Among the lines of the records, find all that carry the word "label" and copy them.

§ **SOURCE INFORMATION**:
== == ==
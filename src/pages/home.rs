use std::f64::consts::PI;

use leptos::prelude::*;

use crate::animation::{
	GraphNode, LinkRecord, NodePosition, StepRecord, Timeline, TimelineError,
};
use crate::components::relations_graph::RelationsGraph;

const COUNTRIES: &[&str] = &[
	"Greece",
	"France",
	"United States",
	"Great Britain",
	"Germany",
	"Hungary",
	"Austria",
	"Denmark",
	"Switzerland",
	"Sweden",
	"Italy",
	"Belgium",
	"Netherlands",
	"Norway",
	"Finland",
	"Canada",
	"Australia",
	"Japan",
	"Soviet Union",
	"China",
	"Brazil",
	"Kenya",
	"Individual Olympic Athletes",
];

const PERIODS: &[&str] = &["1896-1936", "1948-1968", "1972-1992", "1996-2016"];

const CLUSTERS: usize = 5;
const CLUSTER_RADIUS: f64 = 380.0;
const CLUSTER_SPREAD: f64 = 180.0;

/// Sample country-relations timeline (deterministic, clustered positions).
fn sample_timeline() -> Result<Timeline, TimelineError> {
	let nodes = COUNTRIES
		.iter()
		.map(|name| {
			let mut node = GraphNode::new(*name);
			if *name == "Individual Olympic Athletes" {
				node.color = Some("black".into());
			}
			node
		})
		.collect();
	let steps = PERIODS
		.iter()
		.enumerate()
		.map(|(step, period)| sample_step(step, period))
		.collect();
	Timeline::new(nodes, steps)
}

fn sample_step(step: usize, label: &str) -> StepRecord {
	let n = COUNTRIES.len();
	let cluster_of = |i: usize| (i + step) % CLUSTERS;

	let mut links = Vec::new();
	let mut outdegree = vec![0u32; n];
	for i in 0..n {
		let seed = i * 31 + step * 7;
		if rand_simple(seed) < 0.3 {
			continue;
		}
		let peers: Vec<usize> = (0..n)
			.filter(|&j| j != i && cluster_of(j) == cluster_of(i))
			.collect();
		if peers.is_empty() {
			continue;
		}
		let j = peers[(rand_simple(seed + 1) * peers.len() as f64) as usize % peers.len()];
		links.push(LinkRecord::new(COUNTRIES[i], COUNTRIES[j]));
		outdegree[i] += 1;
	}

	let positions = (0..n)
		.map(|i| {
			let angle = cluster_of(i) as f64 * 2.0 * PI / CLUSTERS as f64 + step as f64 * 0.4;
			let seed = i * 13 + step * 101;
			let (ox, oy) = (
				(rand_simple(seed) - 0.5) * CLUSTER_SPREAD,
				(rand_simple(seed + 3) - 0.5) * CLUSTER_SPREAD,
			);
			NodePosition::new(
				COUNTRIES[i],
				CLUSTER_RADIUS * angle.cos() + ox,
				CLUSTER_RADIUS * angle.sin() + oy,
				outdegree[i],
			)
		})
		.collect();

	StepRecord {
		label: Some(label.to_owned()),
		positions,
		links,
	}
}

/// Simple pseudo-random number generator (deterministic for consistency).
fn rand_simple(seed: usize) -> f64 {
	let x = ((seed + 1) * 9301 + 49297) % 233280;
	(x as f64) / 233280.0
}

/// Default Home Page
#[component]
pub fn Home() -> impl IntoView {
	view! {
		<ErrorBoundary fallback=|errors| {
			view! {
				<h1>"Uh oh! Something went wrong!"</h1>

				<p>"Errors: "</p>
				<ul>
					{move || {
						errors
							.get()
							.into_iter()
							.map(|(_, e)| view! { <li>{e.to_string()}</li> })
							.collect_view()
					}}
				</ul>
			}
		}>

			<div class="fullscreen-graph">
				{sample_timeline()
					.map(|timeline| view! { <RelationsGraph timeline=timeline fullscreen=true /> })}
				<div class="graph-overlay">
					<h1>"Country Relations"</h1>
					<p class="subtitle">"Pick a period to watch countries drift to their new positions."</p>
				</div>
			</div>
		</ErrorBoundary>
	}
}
== == ==
§ **ANSWER FOR THE TASK**:
fn sample_step(step: usize, label: &str) -> StepRecord {
		label: Some(label.to_owned()),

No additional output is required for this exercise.